**** SUPPLIED INFORMATION ****

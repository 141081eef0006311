//! Support Rubric page: the interactive section/area grid.

use leptos::prelude::*;

use crate::components::rubric_area::{NotesRow, RubricArea};
use crate::data::rubric::{Row, SECTIONS};
use crate::state::rubric::RubricState;

/// Support Rubric page — owns the slider positions for every assessed area.
///
/// State is zeroed on mount and discarded on unmount; the shape guard
/// re-zeroes it if the stored keys no longer match the corpus.
#[component]
pub fn RubricPage() -> impl IntoView {
    let state = RwSignal::new(RubricState::for_sections(&SECTIONS));
    state.update(|s| s.ensure_sections(&SECTIONS));

    view! {
        <div class="rubric-page">
            <h2>"Support Rubric (Interactive)"</h2>

            {SECTIONS
                .iter()
                .map(|section| {
                    view! {
                        <div class="rubric-page__section">
                            <h3>{section.title}</h3>
                            {section
                                .rows
                                .iter()
                                .map(|row| match row {
                                    Row::Area(area) => {
                                        view! {
                                            <RubricArea
                                                section_title=section.title
                                                area=area
                                                state=state
                                            />
                                        }
                                            .into_any()
                                    }
                                    Row::Notes => view! { <NotesRow/> }.into_any(),
                                })
                                .collect::<Vec<_>>()}
                        </div>
                    }
                })
                .collect::<Vec<_>>()}
        </div>
    }
}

****

» EXERCISE DIRECTIONS:
Among the lines above, return those that hold the word "title".

» ANSWER:
                            <h3>{section.title}</h3>
                                                section_title=section.title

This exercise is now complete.